Immer weniger Menschen auf der Welt lernen Franzsöisch. Innerhalb der letzten sieben Jahre hat die Zahl in den frankophonen Ländern um 11,8 Millionen Heranwachsende abgenommen.

Sarkozys Gattin kämpft in einer Stifung gegen den Analphabetismus.

22-10-08
Tanz den Jörg Haider 2. »Was Haider zum Faschisten fehlte, war die Verherrlichung der Gewalt, auch in Form marschierender Kolonnen. Gebiete wollte er keine annektieren.« (Armin THURNHER).

23-10-08
Albertina-Direktor Klaus A. SCHRÖDER. »Natürlich wird es nach der Finanzmarkkrise eine Wirtschaftskrise geben.«

Die Lebensmittelindustrie kündigt dramatische Preiserhöhungen für gemeines Feldgemüse um 200 Prozent an.

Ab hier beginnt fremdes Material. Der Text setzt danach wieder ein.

use crate::{
    context::DataPlugin,
    people::DiseaseState,
    report::StateCounts,
    PersonId,
};

/// One full copy of the mutable per-person columns.
#[derive(Clone, Debug, Default, PartialEq)]
pub(crate) struct Snapshot {
    pub(crate) states: Vec<DiseaseState>,
    /// Steps elapsed since diagnosis. Only meaningful for diagnosed (and dead) people.
    pub(crate) steps_since_diagnosis: Vec<u32>,
}

impl Snapshot {
    fn with_population(size: usize) -> Self {
        Snapshot {
            states: vec![DiseaseState::Susceptible; size],
            steps_since_diagnosis: vec![0; size],
        }
    }
}

/// Stores all per-replicate data associated to people.
///
/// Disease state is double-buffered: a step reads only `current` and writes only `next`, then
/// the two are swapped. Within a step the outcome for one person therefore never depends on the
/// order in which the others were updated.
#[derive(Debug, Default)]
pub(crate) struct PeopleData {
    pub(crate) current_population: usize,
    pub(crate) current: Snapshot,
    pub(crate) next: Snapshot,
    /// Fixed at initialization by the intervention.
    pub(crate) on_prep: Vec<bool>,
}

impl DataPlugin for PeopleData {
    const new: &'static dyn Fn() -> Self = &PeopleData::default;
}

impl PeopleData {
    pub fn create_population(&mut self, size: usize) {
        self.current_population = size;
        self.current = Snapshot::with_population(size);
        self.next = Snapshot::with_population(size);
        self.on_prep = vec![false; size];
    }

    #[inline]
    pub fn state(&self, person_id: PersonId) -> DiseaseState {
        self.current.states[person_id.0]
    }

    #[inline]
    pub fn steps_since_diagnosis(&self, person_id: PersonId) -> u32 {
        self.current.steps_since_diagnosis[person_id.0]
    }

    /// Overwrites the current state directly. Only used while seeding, before any step.
    pub fn set_initial_state(&mut self, person_id: PersonId, state: DiseaseState) {
        self.current.states[person_id.0] = state;
        self.current.steps_since_diagnosis[person_id.0] = 0;
    }

    /// Writes the outcome for `person_id` into the next snapshot.
    #[inline]
    pub fn set_next(
        &mut self,
        person_id: PersonId,
        state: DiseaseState,
        steps_since_diagnosis: u32,
    ) {
        self.next.states[person_id.0] = state;
        self.next.steps_since_diagnosis[person_id.0] = steps_since_diagnosis;
    }

    /// Makes the next snapshot current.
    pub fn swap_buffers(&mut self) {
        std::mem::swap(&mut self.current, &mut self.next);
    }

    pub fn counts(&self) -> StateCounts {
        StateCounts::from_states(&self.current.states)
    }
}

Grünen-Chefin Eva GLAWISCHNIG will ihrer Partei eine neue »sozialliberale Linie« verpassen. Am selben Tag fordert ihr Justizsprecher Albert STEINHAUSER ein gesetzliches Verbot der Mensur in Schlagenden Burschenschaften. »Die Mensur ist nichts anderes als Körperverletztung.« – Liberal wäre es, das rituelle Fechtduell der Studenten wie SM-Spiele zu qualifizieren, die auf dem Einverständnis aller Beteiligten basieren. Erotic, recreational and consensual. Erlaubt ist, was gefällt!